Edge-Guided Recurrent Positioning Network for Salient Object Detection in Optical Remote Sensing Images

Xiaofei Zhou; Kunye Shen; Li Weng; Runmin Cong; Bolun Zheng; Jiyong Zhang; Chenggang Yan

doi:10.1109/TCYB.2022.3163152

Edge-Guided Recurrent Positioning Network for Salient Object Detection in Optical Remote Sensing Images

IEEE Trans Cybern. 2023 Jan;53(1):539-552. doi: 10.1109/TCYB.2022.3163152. Epub 2022 Dec 23.

Authors

Xiaofei Zhou, Kunye Shen, Li Weng, Runmin Cong, Bolun Zheng, Jiyong Zhang, Chenggang Yan

PMID: 35417369
DOI: 10.1109/TCYB.2022.3163152

Abstract

Optical remote sensing images (RSIs) have been widely used in many applications, and one of the interesting issues about optical RSIs is the salient object detection (SOD). However, due to diverse object types, various object scales, numerous object orientations, and cluttered backgrounds in optical RSIs, the performance of the existing SOD models often degrade largely. Meanwhile, cutting-edge SOD models targeting optical RSIs typically focus on suppressing cluttered backgrounds, while they neglect the importance of edge information which is crucial for obtaining precise saliency maps. To address this dilemma, this article proposes an edge-guided recurrent positioning network (ERPNet) to pop-out salient objects in optical RSIs, where the key point lies in the edge-aware position attention unit (EPAU). First, the encoder is used to give salient objects a good representation, that is, multilevel deep features, which are then delivered into two parallel decoders, including: 1) an edge extraction part and 2) a feature fusion part.
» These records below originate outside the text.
//! Submission workflow: intake, review lists, approval and export.

use chrono::{DateTime, Utc};
use serde::Serialize;
use serde_json::{Map, Value};
use std::sync::Arc;

use crate::error::{AppError, AppResult};
use crate::form::{check_formats, check_required, FormData};
use crate::sheet::{self, csv_file, workbook, Row, HEADERS, SHEET_NAME};
use crate::store::{NewSubmission, Scope, SubmissionRecord, SubmissionStore};

const NOT_PENDING: &str = "Submission not found or already processed";

/// Flattened rows keyed by header.
#[derive(Debug, Clone, Serialize)]
pub struct EntryTable {
    pub headers: Vec<&'static str>,
    pub rows: Vec<Map<String, Value>>,
}

/// One line of the review list.
#[derive(Debug, Clone, Serialize)]
#[serde(rename_all = "camelCase")]
pub struct SubmissionSummary {
    pub id: i64,
    pub original_submission_id: i64,
    pub created_at: DateTime<Utc>,
    pub verified_at: Option<DateTime<Utc>>,
    pub verified_by: Option<String>,
    pub full_name: String,
    pub email: String,
    pub department: String,
    pub designation: String,
    pub form_data: Value,
}

impl From<SubmissionRecord> for SubmissionSummary {
    fn from(record: SubmissionRecord) -> Self {
        let form = FormData::from_value(&record.form_data);
        Self {
            id: record.id,
            original_submission_id: record.original_submission_id.unwrap_or(record.id),
            created_at: record.created_at,
            verified_at: record.verified_at,
            verified_by: record.verified_by,
            full_name: form.display_name(),
            email: form.contact_email().to_string(),
            department: form.company.department,
            designation: form.company.designation,
            form_data: record.form_data,
        }
    }
}

/// Download format.
#[derive(Debug, Clone, Copy, PartialEq, Eq)]
pub enum ExportFormat {
    Xlsx,
    Csv,
}

impl ExportFormat {
    pub fn extension(&self) -> &'static str {
        match self {
            ExportFormat::Xlsx => "xlsx",
            ExportFormat::Csv => "csv",
        }
    }

    pub fn content_type(&self) -> &'static str {
        match self {
            ExportFormat::Xlsx => workbook::CONTENT_TYPE,
            ExportFormat::Csv => "text/csv; charset=utf-8",
        }
    }
}

/// An encoded spreadsheet ready to send.
#[derive(Debug, Clone)]
pub struct ExportFile {
    pub file_name: String,
    pub content_type: &'static str,
    pub bytes: Vec<u8>,
}

/// Parse a path id. Only positive integers name a submission.
pub fn parse_submission_id(raw: &str) -> AppResult<i64> {
    match raw.trim().parse::<i64>() {
        Ok(id) if id > 0 => Ok(id),
        _ => Err(AppError::BadRequest("Invalid submission id".to_string())),
    }
}

/// Extract the trimmed `reviewerName` from a review request body.
pub fn reviewer_name(body: Option<&Value>) -> AppResult<String> {
    let name = body
        .and_then(|b| b.get("reviewerName"))
        .map(crate::form::value_to_text)
        .unwrap_or_default();
    let name = name.trim();

    if name.is_empty() {
        return Err(AppError::BadRequest("Reviewer name is required".to_string()));
    }
    Ok(name.to_string())
}

/// Service for submission operations.
#[derive(Clone)]
pub struct SubmissionService {
    store: Arc<dyn SubmissionStore>,
    strict: bool,
}

impl SubmissionService {
    /// Create a new submission service.
    ///
    /// # Arguments
    ///
    /// * `store` - Backend holding submissions
    /// * `strict` - Apply field format rules on intake
    pub fn new(store: Arc<dyn SubmissionStore>, strict: bool) -> Self {
        Self { store, strict }
    }

    /// Validate and persist a submitted document.
    ///
    /// The raw document is stored as submitted; validation runs on the
    /// lenient typed view.
    pub async fn submit(&self, raw: Value) -> AppResult<NewSubmission> {
        let form = FormData::from_value(&raw);
        check_required(&form)?;

        if self.strict {
            let errors = check_formats(&form, Utc::now().date_naive());
            if !errors.is_empty() {
                tracing::info!(fields = errors.len(), "Submission rejected by format rules");
                return Err(AppError::InvalidFields(errors));
            }
        }

        let saved = self.store.save(raw).await?;
        tracing::info!(
            submission_id = saved.id,
            employee = %form.display_name(),
            "Submission saved"
        );
        Ok(saved)
    }

    /// Flattened rows of every submission in `scope`, in list order.
    pub async fn entries(&self, scope: Scope) -> AppResult<EntryTable> {
        let rows = self.flattened(scope).await?;
        Ok(EntryTable {
            headers: HEADERS.to_vec(),
            rows: sheet::rows_to_objects(&rows),
        })
    }

    /// Review list summaries for `scope`.
    pub async fn submissions(&self, scope: Scope) -> AppResult<Vec<SubmissionSummary>> {
        let records = self.store.list(scope).await?;
        Ok(records.into_iter().map(SubmissionSummary::from).collect())
    }

    /// Approve a pending submission.
    pub async fn verify(&self, id: i64, reviewer: &str) -> AppResult<()> {
        if !self.store.verify(id, reviewer).await? {
            return Err(AppError::NotFound(NOT_PENDING.to_string()));
        }
        tracing::info!(submission_id = id, reviewer = %reviewer, "Submission verified");
        Ok(())
    }

    /// Reject and delete a pending submission.
    pub async fn reject(&self, id: i64, reviewer: &str) -> AppResult<()> {
        if !self.store.reject(id).await? {
            return Err(AppError::NotFound(NOT_PENDING.to_string()));
        }
        tracing::info!(submission_id = id, reviewer = %reviewer, "Submission rejected");
        Ok(())
    }

    /// Encode every submission in `scope` as a spreadsheet download.
    pub async fn export(&self, scope: Scope, format: ExportFormat) -> AppResult<ExportFile> {
        let rows = self.flattened(scope).await?;
        let bytes = match format {
            ExportFormat::Xlsx => workbook::encode(SHEET_NAME, &HEADERS[..], &rows)?,
            ExportFormat::Csv => csv_file::encode(&HEADERS[..], &rows)?,
        };

        let stem = match scope {
            Scope::Pending => "employee_data",
            Scope::Verified => "verified_employee_data",
        };

        Ok(ExportFile {
            file_name: format!("{}.{}", stem, format.extension()),
            content_type: format.content_type(),
            bytes,
        })
    }

    async fn flattened(&self, scope: Scope) -> AppResult<Vec<Row>> {
        let records = self.store.list(scope).await?;
        Ok(records
            .iter()
            .flat_map(|record| sheet::build_rows(&FormData::from_value(&record.form_data)))
            .collect())
    }
}

#[cfg(test)]
mod tests {
    use super::*;
    use crate::store::SheetStore;
    use serde_json::json;
    use tempfile::TempDir;

    async fn service(strict: bool) -> (TempDir, SubmissionService) {
        let dir = TempDir::new().unwrap();
        let store = SheetStore::open(dir.path()).await.unwrap();
        (dir, SubmissionService::new(Arc::new(store), strict))
    }

    fn valid_form() -> Value {
        json!({
            "personal": {
                "firstName": "Asha",
                "lastName": "Verma",
                "contactNumber": "98765 43210",
                "emailAddress": "asha@example.com"
            },
            "company": { "department": "Finance", "designation": "Analyst" },
            "education": [
                { "level": "Graduate" },
                { "level": "Post Graduate" }
            ],
            "experience": [{ "company": "Acme" }]
        })
    }

    #[test]
    fn test_parse_submission_id() {
        assert_eq!(parse_submission_id("42").unwrap(), 42);
        for bad in ["0", "-3", "abc", "", "1.5"] {
            assert!(matches!(
                parse_submission_id(bad),
                Err(AppError::BadRequest(_))
            ));
        }
    }

    #[test]
    fn test_reviewer_name() {
        assert_eq!(
            reviewer_name(Some(&json!({ "reviewerName": "  Meera  " }))).unwrap(),
            "Meera"
        );
        assert!(reviewer_name(None).is_err());
        assert!(reviewer_name(Some(&json!({ "reviewerName": "   " }))).is_err());
        assert!(reviewer_name(Some(&json!({ "reviewerName": null }))).is_err());
        assert!(reviewer_name(Some(&json!("Meera"))).is_err());
    }

    #[tokio::test]
    async fn test_submit_requires_name_and_phone() {
        let (_dir, service) = service(false).await;
        let result = service
            .submit(json!({ "personal": { "firstName": "Asha" } }))
            .await;
        assert!(matches!(result, Err(AppError::Validation(_))));

        let saved = service.submit(valid_form()).await.unwrap();
        assert_eq!(saved.id, 1);
    }

    #[tokio::test]
    async fn test_strict_mode_reports_fields() {
        let (_dir, service) = service(true).await;
        let mut form = valid_form();
        form["personal"]["emailAddress"] = json!("not-an-email");
        form["address"] = json!({ "pincode": "12" });

        match service.submit(form).await {
            Err(AppError::InvalidFields(errors)) => {
                let fields: Vec<&str> = errors.iter().map(|e| e.field.as_str()).collect();
                assert_eq!(fields, vec!["personal.emailAddress", "address.pincode"]);
            }
            other => panic!("expected field errors, got {:?}", other.map(|s| s.id)),
        }

        assert!(service.submit(valid_form()).await.is_ok());
    }

    #[tokio::test]
    async fn test_entries_and_summaries() {
        let (_dir, service) = service(false).await;
        service.submit(valid_form()).await.unwrap();

        let table = service.entries(Scope::Pending).await.unwrap();
        assert_eq!(table.headers.len(), HEADERS.len());
        assert_eq!(table.rows.len(), 2);
        assert_eq!(table.rows[0]["First Name"], "Asha");
        assert_eq!(table.rows[1]["First Name"], "");
        assert_eq!(table.rows[1]["Education Level"], "Post Graduate");
        assert_eq!(table.rows[1]["Company"], "");

        let summaries = service.submissions(Scope::Pending).await.unwrap();
        assert_eq!(summaries.len(), 1);
        let summary = &summaries[0];
        assert_eq!(summary.original_submission_id, summary.id);
        assert_eq!(summary.full_name, "Asha Verma");
        assert_eq!(summary.email, "asha@example.com");
        assert_eq!(summary.department, "Finance");
        assert!(summary.verified_by.is_none());
    }

    #[tokio::test]
    async fn test_verify_then_reject_is_not_found() {
        let (_dir, service) = service(false).await;
        let saved = service.submit(valid_form()).await.unwrap();

        service.verify(saved.id, "Meera").await.unwrap();
        let result = service.reject(saved.id, "Meera").await;
        assert!(matches!(result, Err(AppError::NotFound(_))));

        let verified = service.submissions(Scope::Verified).await.unwrap();
        assert_eq!(verified[0].original_submission_id, saved.id);
        assert_eq!(verified[0].verified_by.as_deref(), Some("Meera"));
    }

    #[tokio::test]
    async fn test_export_names_and_formats() {
        let (_dir, service) = service(false).await;
        service.submit(valid_form()).await.unwrap();

        let csv = service
            .export(Scope::Pending, ExportFormat::Csv)
            .await
            .unwrap();
        assert_eq!(csv.file_name, "employee_data.csv");
        let text = String::from_utf8(csv.bytes).unwrap();
        assert!(text.starts_with("Salutation,First Name,"));
        assert_eq!(text.lines().count(), 3);

        let xlsx = service
            .export(Scope::Verified, ExportFormat::Xlsx)
            .await
            .unwrap();
        assert_eq!(xlsx.file_name, "verified_employee_data.xlsx");
        assert_eq!(xlsx.content_type, workbook::CONTENT_TYPE);
        assert_eq!(&xlsx.bytes[..2], b"PK");
    }
}
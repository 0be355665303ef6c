//! Database module for the TeamDesk onboarding server.
//!
//! This module provides database connectivity, models, and queries
//! for PostgreSQL using SQLx.

pub mod models;
pub mod pool;
pub mod queries;
pub mod schema;

pub use pool::{create_pool, DbPool};
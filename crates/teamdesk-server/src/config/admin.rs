//! Admin account and token settings.

use serde::Deserialize;

use crate::error::{AppError, AppResult};

/// Development secret. Deployments must set `ADMIN_TOKEN_SECRET`.
pub const DEFAULT_TOKEN_SECRET: &str = "change-this-secret-in-production";

/// Admin configuration loaded from environment variables.
///
/// Environment variables are prefixed with `ADMIN_`:
/// - `ADMIN_USERNAME`: Seeded admin account (default: "admin")
/// - `ADMIN_PASSWORD`: Seeded admin password (default: "admin123")
/// - `ADMIN_TOKEN_SECRET`: HMAC key for bearer tokens
/// - `ADMIN_TOKEN_TTL_SECONDS`: Token lifetime (default: 12 hours)
#[derive(Debug, Clone, Deserialize)]
pub struct AdminConfig {
    #[serde(default = "default_username")]
    pub username: String,

    #[serde(default = "default_password")]
    pub password: String,

    #[serde(default = "default_token_secret")]
    pub token_secret: String,

    #[serde(default = "default_token_ttl")]
    pub token_ttl_seconds: i64,
}

fn default_username() -> String {
    "admin".to_string()
}

fn default_password() -> String {
    "admin123".to_string()
}

fn default_token_secret() -> String {
    DEFAULT_TOKEN_SECRET.to_string()
}

fn default_token_ttl() -> i64 {
    60 * 60 * 12
}

impl AdminConfig {
    /// Load configuration from environment variables.
    ///
    /// Environment variables are prefixed with `ADMIN_`. A value that
    /// fails to parse, or a token lifetime that is not positive, is an error.
    pub fn from_env() -> AppResult<Self> {
        envy::prefixed("ADMIN_").from_env::<AdminConfig>()?.validated()
    }

    /// Load configuration from `ADMIN_`-prefixed pairs.
    pub fn from_vars<I>(vars: I) -> AppResult<Self>
    where
        I: IntoIterator<Item = (String, String)>,
    {
        envy::prefixed("ADMIN_")
            .from_iter::<_, AdminConfig>(vars)?
            .validated()
    }

    fn validated(self) -> AppResult<Self> {
        if self.token_ttl_seconds <= 0 {
            return Err(AppError::Config(
                "ADMIN_TOKEN_TTL_SECONDS must be positive".to_string(),
            ));
        }
        Ok(self)
    }

    /// Whether the token secret is still the development default.
    pub fn uses_default_secret(&self) -> bool {
        self.token_secret == DEFAULT_TOKEN_SECRET
    }
}

impl Default for AdminConfig {
    fn default() -> Self {
        Self {
            username: default_username(),
            password: default_password(),
            token_secret: default_token_secret(),
            token_ttl_seconds: default_token_ttl(),
        }
    }
}

#[cfg(test)]
mod tests {
    use super::*;

    #[test]
    fn test_default_config() {
        let config = AdminConfig::default();
        assert_eq!(config.username, "admin");
        assert_eq!(config.token_ttl_seconds, 43_200);
        assert!(config.uses_default_secret());
    }

    #[test]
    fn test_custom_secret() {
        let vars = vec![("TOKEN_SECRET".to_string(), "s3cr3t".to_string())];
        let config: AdminConfig = envy::from_iter(vars).unwrap();
        assert!(!config.uses_default_secret());
        assert_eq!(config.password, "admin123");
    }

    #[test]
    fn test_token_ttl_must_be_positive() {
        for ttl in ["0", "-5"] {
            let vars = vec![("ADMIN_TOKEN_TTL_SECONDS".to_string(), ttl.to_string())];
            match AdminConfig::from_vars(vars) {
                Err(AppError::Config(msg)) => assert!(msg.contains("TOKEN_TTL_SECONDS")),
                other => panic!("expected config error for ttl {}, got {:?}", ttl, other),
            }
        }

        let vars = vec![("ADMIN_TOKEN_TTL_SECONDS".to_string(), "900".to_string())];
        assert_eq!(AdminConfig::from_vars(vars).unwrap().token_ttl_seconds, 900);
    }

    #[test]
    fn test_unparseable_ttl_is_config_error() {
        let vars = vec![("ADMIN_TOKEN_TTL_SECONDS".to_string(), "soon".to_string())];
        assert!(matches!(
            AdminConfig::from_vars(vars),
            Err(AppError::Config(_))
        ));
    }
}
The edge extraction module and the encoder form a U-shape architecture, which not only provides accurate salient edge clues but also ensures the integrality of edge information by extra deploying the intraconnection. That is to say, edge features can be generated and reinforced by incorporating object features from the encoder. Meanwhile, each decoding step of the feature fusion module provides the position attention about salient objects, where position cues are sharpened by the effective edge information and are used to recurrently calibrate the misaligned decoding process. After that, we can obtain the final saliency map by fusing all position attention cues. Extensive experiments are conducted on two public optical RSIs datasets, and the results show that the proposed ERPNet can accurately and completely pop-out salient objects, which consistently outperforms the state-of-the-art SOD models.